The purpose of this test is to check stability of RR-LL delay alignment for baselines in the array. We expect R-L delay to be stable at each antenna, thus baseline RR-LL delay should also be stable. RR-LL is a cleaner signal than the RL or LR necessary for a direct measurement of R-L at a single site because it has less relative contamination from leakage. Also because ALMA XY feeds are aligned, ALMA is able to be used as a reference by assuming R-L delay at ALMA is exactly zero.

In [None]:
# basic import and helper functions
import pandas as pd
from eat.io import hops, util
from eat.hops import util as hu
from eat.plots import util as pu
import matplotlib.pyplot as plt
import numpy as np
import os
import sys
import seaborn as sns

sns.reset_orig()
# sns.set_palette(sns.color_palette(sns.hls_palette(16, l=.6, s=.6)))
%matplotlib inline
%config InlineBackend.figure_format = 'retina'
# %config InlineBackend.figure_formats=['svg']

nb_stdout = sys.stdout # grab for later

def wide(w=8, h=3): plt.setp(plt.gcf(), figwidth=w, figheight=h); \
    plt.tight_layout()

def tightx(): plt.autoscale(enable=True, axis='x', tight=True)

def multline(xs, fun=plt.axvline):
    for x in xs: fun(x, alpha=0.25, ls='--', color='k')

def toiter(x):
    return(x if hasattr(x, '__iter__') else [x,])

# pd.options.display.float_format = '{:,.6f}'.format
from IPython.display import display, HTML
display(HTML("<style>"
    + "#notebook { padding-top:0px !important; } " 
    + ".container { width:100% !important; } "
    + ".end_space { min-height:0px !important; } "
    + "</style>"))

In [None]:
# define and load data
alistf = 'alist.v6'
datadir = os.environ['DATADIR']

a = util.noauto(hops.read_alist(os.path.join(datadir, alistf)))

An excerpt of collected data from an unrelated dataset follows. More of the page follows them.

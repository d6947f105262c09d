//! Per-connection routing.
//!
//! A session runs strictly in order: detect the protocol, pick and dial
//! the upstream, then relay. Detection is the only bounded phase; once a
//! protocol is known the session runs for as long as both peers keep it
//! open.
//!
//! | Protocol | Upstream                                  |
//! |----------|-------------------------------------------|
//! | HTTP     | CONNECT target, or absolute URI / `Host`  |
//! | HTTPS    | fixed `https_upstream`                    |
//! | Jabber   | fixed `jabber_upstream`                   |
//! | Unknown  | none, the connection is closed            |

use std::sync::Arc;
use std::time::Duration;

use portmux_protocol::ProtocolTag;
use tokio::io::{AsyncRead, AsyncWrite, AsyncWriteExt};
use tokio::net::TcpStream;
use tracing::{debug, info, warn};

use super::http::{read_request_head, DEFAULT_MAX_REQUEST_HEAD};
use super::peek::{detect_with_timeout, PeekableStream};
use super::relay::{relay, RelayStats};
use crate::dialer::UpstreamDialer;
use crate::error::{DialError, SessionError};
use crate::metrics::{Direction, MetricsSink, RelayEvent};

/// Default bound on protocol detection.
pub const DEFAULT_DETECT_TIMEOUT: Duration = Duration::from_secs(30);

/// Default bound on upstream dials.
pub const DEFAULT_DIAL_TIMEOUT: Duration = Duration::from_secs(30);

pub const DEFAULT_HTTPS_UPSTREAM: &str = "web.whatsapp.com:443";
pub const DEFAULT_JABBER_UPSTREAM: &str = "e1.whatsapp.net:5222";

const CONNECT_ESTABLISHED: &[u8] = b"HTTP/1.1 200 Connection Established\r\n\r\n";
const CONNECT_FAILED: &[u8] = b"HTTP/1.1 502 Bad Gateway\r\n\r\n";
const BAD_GATEWAY: &[u8] = b"HTTP/1.1 502 Bad Gateway\r\n\
Content-Type: text/plain; charset=utf-8\r\n\
Content-Length: 12\r\n\
Connection: close\r\n\
\r\n\
Bad Gateway\n";

/// Router settings.
#[derive(Debug, Clone)]
pub struct RouterConfig {
    /// Bound on reading enough bytes to classify the protocol.
    pub detect_timeout: Duration,
    /// Bound on each upstream dial.
    pub dial_timeout: Duration,
    /// Destination for every HTTPS connection.
    pub https_upstream: String,
    /// Destination for every Jabber connection.
    pub jabber_upstream: String,
    /// Largest HTTP request head accepted.
    pub max_request_head: usize,
}

impl Default for RouterConfig {
    fn default() -> Self {
        Self {
            detect_timeout: DEFAULT_DETECT_TIMEOUT,
            dial_timeout: DEFAULT_DIAL_TIMEOUT,
            https_upstream: DEFAULT_HTTPS_UPSTREAM.to_string(),
            jabber_upstream: DEFAULT_JABBER_UPSTREAM.to_string(),
            max_request_head: DEFAULT_MAX_REQUEST_HEAD,
        }
    }
}

/// Outcome of a session that reached the relay phase.
#[derive(Debug, Clone, PartialEq, Eq)]
pub struct SessionSummary {
    pub protocol: ProtocolTag,
    pub upstream: String,
    pub stats: RelayStats,
}

/// Drives one client connection from detection to relay completion.
#[derive(Clone)]
pub struct ConnectionRouter {
    config: Arc<RouterConfig>,
    dialer: UpstreamDialer,
    metrics: Arc<dyn MetricsSink>,
}

impl ConnectionRouter {
    pub fn new(config: RouterConfig, dialer: UpstreamDialer, metrics: Arc<dyn MetricsSink>) -> Self {
        Self {
            config: Arc::new(config),
            dialer,
            metrics,
        }
    }

    pub fn config(&self) -> &RouterConfig {
        &self.config
    }

    /// Handle `client` until both relay directions finish or the session
    /// fails. Errors end this session only and are reported to metrics
    /// exactly once.
    pub async fn handle<S>(&self, client: S) -> Result<SessionSummary, SessionError>
    where
        S: AsyncRead + AsyncWrite + Send + Unpin + 'static,
    {
        self.metrics.record(RelayEvent::ConnectionOpened);

        let result = self.run_session(client).await;
        match &result {
            Ok(summary) => {
                debug!(
                    protocol = %summary.protocol,
                    upstream = %summary.upstream,
                    bytes_to_upstream = summary.stats.client_to_upstream,
                    bytes_to_client = summary.stats.upstream_to_client,
                    "Session finished"
                );
            }
            Err(e) => {
                self.metrics.record(RelayEvent::ErrorOccurred {
                    reason: e.reason_code(),
                });
                match e {
                    SessionError::Dial(_) => warn!(error = %e, "Session failed"),
                    _ => debug!(error = %e, reason = e.reason_code(), "Session failed"),
                }
            }
        }

        self.metrics.record(RelayEvent::ConnectionClosed);
        result
    }

    async fn run_session<S>(&self, client: S) -> Result<SessionSummary, SessionError>
    where
        S: AsyncRead + AsyncWrite + Send + Unpin + 'static,
    {
        let mut stream = PeekableStream::new(client);

        let protocol = detect_with_timeout(&mut stream, self.config.detect_timeout).await?;
        self.metrics.record(RelayEvent::ProtocolClassified(protocol));
        debug!(protocol = %protocol, "Protocol detected");

        let (upstream, stats) = match protocol {
            ProtocolTag::Http => self.route_http(stream).await?,
            ProtocolTag::Https => {
                let target = self.config.https_upstream.clone();
                self.route_fixed(stream, target).await?
            }
            ProtocolTag::Jabber => {
                let target = self.config.jabber_upstream.clone();
                self.route_fixed(stream, target).await?
            }
            ProtocolTag::Unknown => return Err(SessionError::UnroutableProtocol(protocol)),
        };

        self.metrics.record(RelayEvent::BytesTransferred {
            direction: Direction::ClientToUpstream,
            bytes: stats.client_to_upstream,
        });
        self.metrics.record(RelayEvent::BytesTransferred {
            direction: Direction::UpstreamToClient,
            bytes: stats.upstream_to_client,
        });

        Ok(SessionSummary {
            protocol,
            upstream,
            stats,
        })
    }

    async fn route_http<S>(
        &self,
        mut stream: PeekableStream<S>,
    ) -> Result<(String, RelayStats), SessionError>
    where
        S: AsyncRead + AsyncWrite + Send + Unpin + 'static,
    {
        let head = read_request_head(&mut stream, self.config.max_request_head).await?;
        let target = head.upstream_addr()?;
        info!(method = %head.method, target = %target, "HTTP request");

        if head.is_connect() {
            let upstream = match self.dial(&target).await {
                Ok(upstream) => upstream,
                Err(e) => {
                    let _ = stream.write_all(CONNECT_FAILED).await;
                    return Err(e.into());
                }
            };

            stream.write_all(CONNECT_ESTABLISHED).await?;
            // The CONNECT head is ours; anything after it belongs to the tunnel.
            stream.consume(head.head_len);
            let stats = splice(stream, upstream).await?;
            return Ok((target, stats));
        }

        let upstream = match self.dial(&target).await {
            Ok(upstream) => upstream,
            Err(e) => {
                let _ = stream.write_all(BAD_GATEWAY).await;
                return Err(e.into());
            }
        };

        // The head is still buffered and goes out verbatim.
        let stats = splice(stream, upstream).await?;
        Ok((target, stats))
    }

    async fn route_fixed<S>(
        &self,
        stream: PeekableStream<S>,
        target: String,
    ) -> Result<(String, RelayStats), SessionError>
    where
        S: AsyncRead + AsyncWrite + Send + Unpin + 'static,
    {
        let upstream = self.dial(&target).await?;
        let stats = splice(stream, upstream).await?;
        Ok((target, stats))
    }

    async fn dial(&self, target: &str) -> Result<TcpStream, DialError> {
        let upstream = self
            .dialer
            .dial_timeout("tcp", target, self.config.dial_timeout)
            .await?;
        debug!(target = %target, relay = ?self.dialer.relay_addr(), "Upstream connected");
        Ok(upstream)
    }
}

/// Flush everything still buffered to `upstream`, then relay.
async fn splice<S>(
    stream: PeekableStream<S>,
    mut upstream: TcpStream,
) -> Result<RelayStats, SessionError>
where
    S: AsyncRead + AsyncWrite + Send + Unpin + 'static,
{
    let (client, pending) = stream.into_parts();
    if !pending.is_empty() {
        upstream.write_all(&pending).await?;
    }

    let mut stats = relay(client, upstream).await;
    stats.client_to_upstream += pending.len() as u64;
    Ok(stats)
}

# Pre-process alist dataframe
util.fix(a)
util.unwrap_mbd(a)
util.add_days(a)
util.add_delayerr(a)
util.add_path(a)
util.add_scanno(a)

Apply data filters and modify the polarization column to handle mixed polarization data. In mixedpol basis, all four correlations can be used in computing RR-LL difference since all four Stokes components are present in each correlation product. To enable this, we relabel XL and YL to LL and XR and YR to RR.

In [None]:
# data filters -- remove SMAR-SMAW baselines (only applicable to EHT2017 data)
thres = 7.0
a = a[(a.snr > thres) & ~a.baseline.isin({'RS', 'SR'})].copy()

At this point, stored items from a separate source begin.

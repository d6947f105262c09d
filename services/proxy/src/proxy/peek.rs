//! Non-destructive peeking and protocol detection on live streams.
//!
//! [`PeekableStream`] buffers bytes read ahead of the consumer. Reads
//! through its `AsyncRead` impl drain that buffer before touching the inner
//! stream, so whatever the detector looked at is still delivered to whoever
//! handles the connection next.

use std::io;
use std::pin::Pin;
use std::task::{Context, Poll};
use std::time::Duration;

use portmux_protocol::{classify, classify_final, Classification, DetectionError, ProtocolTag, PEEK_LEN};
use tokio::io::{AsyncRead, AsyncReadExt, AsyncWrite, ReadBuf};

/// Read-ahead chunk size.
const FILL_CHUNK: usize = 4096;

/// Stream wrapper that supports looking at bytes before consuming them.
#[derive(Debug)]
pub struct PeekableStream<S> {
    inner: S,
    buf: Vec<u8>,
    /// Start of the unconsumed region of `buf`.
    pos: usize,
}

impl<S> PeekableStream<S> {
    pub fn new(inner: S) -> Self {
        Self {
            inner,
            buf: Vec::new(),
            pos: 0,
        }
    }

    /// Bytes read from the inner stream but not yet consumed.
    pub fn buffered(&self) -> &[u8] {
        &self.buf[self.pos..]
    }

    /// Mark `n` buffered bytes as consumed.
    pub fn consume(&mut self, n: usize) {
        self.pos = (self.pos + n).min(self.buf.len());
        if self.pos == self.buf.len() {
            self.buf.clear();
            self.pos = 0;
        }
    }

    pub fn get_ref(&self) -> &S {
        &self.inner
    }

    /// Split into the inner stream and the bytes that were never consumed.
    pub fn into_parts(mut self) -> (S, Vec<u8>) {
        let pending = self.buf.split_off(self.pos);
        (self.inner, pending)
    }
}

impl<S: AsyncRead + Unpin> PeekableStream<S> {
    /// Read one more chunk into the buffer.
    ///
    /// Returns the number of bytes added; zero means end of stream.
    pub async fn fill(&mut self) -> io::Result<usize> {
        self.buf.reserve(FILL_CHUNK);
        self.inner.read_buf(&mut self.buf).await
    }

    /// Buffer at least `n` bytes, or everything up to end of stream.
    ///
    /// Nothing is consumed; the returned slice may be longer than `n` if the
    /// inner stream delivered more in one read, or shorter at end of stream.
    pub async fn peek(&mut self, n: usize) -> io::Result<&[u8]> {
        while self.buffered().len() < n {
            if self.fill().await? == 0 {
                break;
            }
        }
        Ok(self.buffered())
    }
}

impl<S: AsyncRead + Unpin> AsyncRead for PeekableStream<S> {
    fn poll_read(
        self: Pin<&mut Self>,
        cx: &mut Context<'_>,
        out: &mut ReadBuf<'_>,
    ) -> Poll<io::Result<()>> {
        let this = self.get_mut();

        if this.pos < this.buf.len() {
            let available = &this.buf[this.pos..];
            let n = available.len().min(out.remaining());
            out.put_slice(&available[..n]);
            this.consume(n);
            return Poll::Ready(Ok(()));
        }

        Pin::new(&mut this.inner).poll_read(cx, out)
    }
}

impl<S: AsyncWrite + Unpin> AsyncWrite for PeekableStream<S> {
    fn poll_write(
        self: Pin<&mut Self>,
        cx: &mut Context<'_>,
        buf: &[u8],
    ) -> Poll<io::Result<usize>> {
        Pin::new(&mut self.get_mut().inner).poll_write(cx, buf)
    }

    fn poll_flush(self: Pin<&mut Self>, cx: &mut Context<'_>) -> Poll<io::Result<()>> {
        Pin::new(&mut self.get_mut().inner).poll_flush(cx)
    }

    fn poll_shutdown(self: Pin<&mut Self>, cx: &mut Context<'_>) -> Poll<io::Result<()>> {
        Pin::new(&mut self.get_mut().inner).poll_shutdown(cx)
    }
}

/// Classify the protocol spoken on `stream` without consuming any bytes.
///
/// Peeks incrementally and stops as soon as the prefix is decisive, so a
/// short request never waits for a full [`PEEK_LEN`] bytes.
pub async fn detect<S: AsyncRead + Unpin>(
    stream: &mut PeekableStream<S>,
) -> Result<ProtocolTag, DetectionError> {
    loop {
        let buffered = stream.buffered();
        let window = &buffered[..buffered.len().min(PEEK_LEN)];
        if let Classification::Decided(tag) = classify(window) {
            return Ok(tag);
        }

        if stream.fill().await? == 0 {
            let buffered = stream.buffered();
            return classify_final(&buffered[..buffered.len().min(PEEK_LEN)]);
        }
    }
}

/// [`detect`] bounded by a deadline.
pub async fn detect_with_timeout<S: AsyncRead + Unpin>(
    stream: &mut PeekableStream<S>,
    timeout: Duration,
) -> Result<ProtocolTag, DetectionError> {
    match tokio::time::timeout(timeout, detect(stream)).await {
        Ok(result) => result,
        Err(_) => Err(DetectionError::Timeout(timeout)),
    }
}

# Relabel polarizations if mixedpol visibilities are present
a['polarization'] = a.polarization.replace({'XL':'LL', 'YL':'LL', 'XR':'RR', 'YR':'RR'})

In [None]:
# Compute the boundaries between expt_nos
sorted_a = a.sort_values(['expt_no', 'scan_no'])
last_scans = sorted_a.groupby('expt_no')['scan_no'].max() # Find the 'max' scan_no for each expt_no
elines = (last_scans.iloc[:-1] + 0.5).to_numpy() # Drop the final expt_no and offset by 0.5

In [None]:
# calculate the segmented statistics
(p, stats) = hu.rrll_segmented(a, restarts=hu.restarts)

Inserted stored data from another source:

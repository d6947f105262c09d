//! Error types for the proxy core.

use std::io;
use std::path::PathBuf;
use std::time::Duration;

use portmux_protocol::ProtocolTag;
use thiserror::Error;

pub use portmux_protocol::DetectionError;

/// Upstream dial failures.
#[derive(Debug, Error)]
pub enum DialError {
    /// Network other than tcp, tcp4 or tcp6. No I/O was attempted.
    #[error("unsupported network type: {0} (must be tcp, tcp4, or tcp6)")]
    UnsupportedNetwork(String),

    /// Address is not a `host:port` pair.
    #[error("invalid upstream address: {0}")]
    InvalidAddress(String),

    /// The cancellation signal fired before the dial completed.
    #[error("dial to {address} cancelled")]
    DialCancelled { address: String },

    /// Direct connect or relay CONNECT failed.
    #[error("upstream {address} unreachable: {reason}")]
    UpstreamUnreachable { address: String, reason: String },

    /// The SOCKS5 relay rejected our credentials or offered no usable method.
    #[error("SOCKS5 relay {relay} rejected authentication")]
    RelayAuthFailed { relay: String },
}

/// HTTP request head parse failures.
#[derive(Debug, Error)]
pub enum ParseError {
    /// httparse rejected the head.
    #[error("malformed HTTP request: {0}")]
    Malformed(String),

    /// The head did not terminate within the size limit.
    #[error("HTTP request head exceeds {0} bytes")]
    HeadTooLarge(usize),

    /// The client closed the connection mid-head.
    #[error("connection closed before the request head was complete")]
    Incomplete,

    /// Neither the request target nor a Host header names a destination.
    #[error("request does not name a target host")]
    MissingHost,
}

/// Terminal failure of one proxied connection.
///
/// Never propagates beyond the task that owns the session.
#[derive(Debug, Error)]
pub enum SessionError {
    #[error("protocol detection failed: {0}")]
    Detection(#[from] DetectionError),

    #[error("no upstream can be inferred for protocol {0}")]
    UnroutableProtocol(ProtocolTag),

    #[error(transparent)]
    Parse(#[from] ParseError),

    #[error(transparent)]
    Dial(#[from] DialError),

    #[error("io error: {0}")]
    Io(#[from] io::Error),
}

impl SessionError {
    /// Stable reason code used for metrics labels and logs.
    pub fn reason_code(&self) -> &'static str {
        match self {
            SessionError::Detection(DetectionError::InsufficientData) => "insufficient_data",
            SessionError::Detection(DetectionError::Timeout(_)) => "detect_timeout",
            SessionError::Detection(DetectionError::Io(_)) => "detect_io_error",
            SessionError::UnroutableProtocol(_) => "unroutable_protocol",
            SessionError::Parse(_) => "parse_failed",
            SessionError::Dial(DialError::UnsupportedNetwork(_)) => "unsupported_network",
            SessionError::Dial(DialError::InvalidAddress(_)) => "invalid_address",
            SessionError::Dial(DialError::DialCancelled { .. }) => "dial_cancelled",
            SessionError::Dial(DialError::UpstreamUnreachable { .. }) => "upstream_unreachable",
            SessionError::Dial(DialError::RelayAuthFailed { .. }) => "relay_auth_failed",
            SessionError::Io(_) => "io_error",
        }
    }
}

/// Certificate management failures.
#[derive(Debug, Error)]
pub enum CertificateError {
    /// Key or certificate generation failed.
    #[error("certificate generation failed: {0}")]
    GenerationFailed(String),

    /// A certificate or key could not be read or parsed.
    #[error("failed to load {}: {reason}", path.display())]
    LoadFailed { path: PathBuf, reason: String },

    /// The on-disk cache could not be written.
    #[error("failed to persist {}: {reason}", path.display())]
    PersistFailed { path: PathBuf, reason: String },

    /// Rotation requested for a certificate loaded from custom files.
    #[error("certificate rotation only available with auto-generation")]
    RotationUnavailable,

    /// Rotation requested after shutdown.
    #[error("certificate manager is shut down")]
    ManagerClosed,
}

/// Drain did not finish within the allotted window.
///
/// Sessions still running are left to finish on their own.
#[derive(Debug, Error)]
#[error("shutdown timed out after {waited:?} with {pending} session(s) still running")]
pub struct ShutdownTimeout {
    pub waited: Duration,
    pub pending: usize,
}
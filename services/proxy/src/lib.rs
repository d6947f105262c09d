//! portmux: a single-port proxy that sniffs each connection's protocol
//! and forwards it upstream, directly or through a SOCKS5 relay.
//!
//! - [`proxy`]: listener, detection, routing and relay
//! - [`dialer`]: direct and SOCKS5 upstream connections
//! - [`tls`]: self-signed certificate generation, caching and rotation
//! - [`metrics`] and [`admin`]: counters and the `/metrics` + `/health` endpoint

pub mod admin;
pub mod config;
pub mod dialer;
pub mod error;
pub mod logging;
pub mod metrics;
pub mod proxy;
pub mod tls;

pub use config::{Cli, Config, ConfigError};
pub use dialer::{Network, Socks5Config, UpstreamDialer};
pub use error::{CertificateError, DialError, ParseError, SessionError, ShutdownTimeout};
pub use metrics::{MetricsSink, NoopMetrics, ProxyMetrics, RelayEvent};
pub use portmux_protocol::{DetectionError, ProtocolTag};
pub use proxy::{ConnectionRouter, ListenerConfig, ProxyServer, RouterConfig, ServerHandle, ServerState};
pub use tls::{CertificateConfig, CertificateManager};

# filter out ALMA and non-ALMA baselines
wa = sorted([bl for bl in set(p.index.get_level_values('baseline')) if bl[0] == 'A'])
na = sorted([bl for bl in set(p.index.get_level_values('baseline')) if bl[0] != 'A'])

In [None]:
stats.loc[(slice(None),slice(None),wa),:]

In [None]:
# Make rrll plots for ALMA and non-ALMA baselines in different subplots

plt.subplot(3, 1, 1)
hu.rrllplot(p, baselines=wa, vlines=elines)
plt.xlim(0, 1.05*plt.xlim()[1])
plt.title('RR-LL delay after subtracting mean value [%.0f MHz]' % (p.iloc[0].ref_freq))

plt.subplot(3, 1, 2)
hu.rrllplot(p, baselines=na[:len(na)//2], vlines=elines)
plt.xlim(0, 1.05*plt.xlim()[1])

plt.subplot(3, 1, 3)
hu.rrllplot(p, baselines=na[len(na)//2:], vlines=elines)
plt.xlim(0, 1.05*plt.xlim()[1])
wide(12, 10)

In [None]:
# table of outliers
outliers = (p.LLRR_offset.abs() > 0.000050) & (p.LLRR_std.abs() > 5)
p.loc[outliers, "expt_no scan_id source timetag mbd_unwrap LLRR_offset LLRR_std".split()]

In [None]:
# scatter plot shows balancing between systematic error and bandwidth inflation factor
# we want to see relatively well-behaved distribution across multiple SNR
plt.semilogx(p['LLRR_err'].values, p['LLRR_std'].values, '.')
plt.ylim(-5, 5)
plt.xlabel('predicted LL-RR error')
plt.ylabel('sigmas away from mean')

plt.gca().yaxis.grid(ls='--', alpha=0.5)
wide(10, 5)

Plot histograms of deviation from mean for ALMA and non-ALMA baselines separately.

In [None]:
# histogram of sigmas deviation
from scipy.stats import norm

lim = 8 # np.ceil(np.max(np.abs(p.LLRR_std)))
xx = np.linspace(-lim, lim, 200)
bins = np.linspace(-lim, lim, 161)

for baselines in [wa, na]:
    q = p.loc[(slice(None),slice(None),baselines),:]
    (names, vals) = zip(*[(bl, rows.LLRR_std) for (bl, rows) in q.groupby('baseline')])
    names2 = list(name + ': %.1f' % np.sqrt(np.mean(val**2)) for (name, val) in zip(names, vals))
    plt.hist(vals, bins=bins, histtype='barstacked', alpha=1.0, label=names2, density=True)
    
    # Plot the normal distribution for comparison
    plt.plot(xx, norm.pdf(xx, loc=0, scale=1.0), 'k--', alpha=0.5)
    
    plt.xlabel('std away from mean')
    plt.ylabel('distribution of scans')
    plt.title('RR-LL delay offsets after subtracting mean value [%.0f MHz]' % (p.iloc[0].ref_freq))
    plt.legend(loc='upper right')
    plt.grid(alpha=0.25)
    
    std = np.mean(q.LLRR_std**2)
    pu.tag('N = %d, std=%.1f' % (len(q), std), loc='upper left')
    plt.xlim(-lim, lim) # only show bulk distribution
    
    wide(12, 4.5)
    plt.show()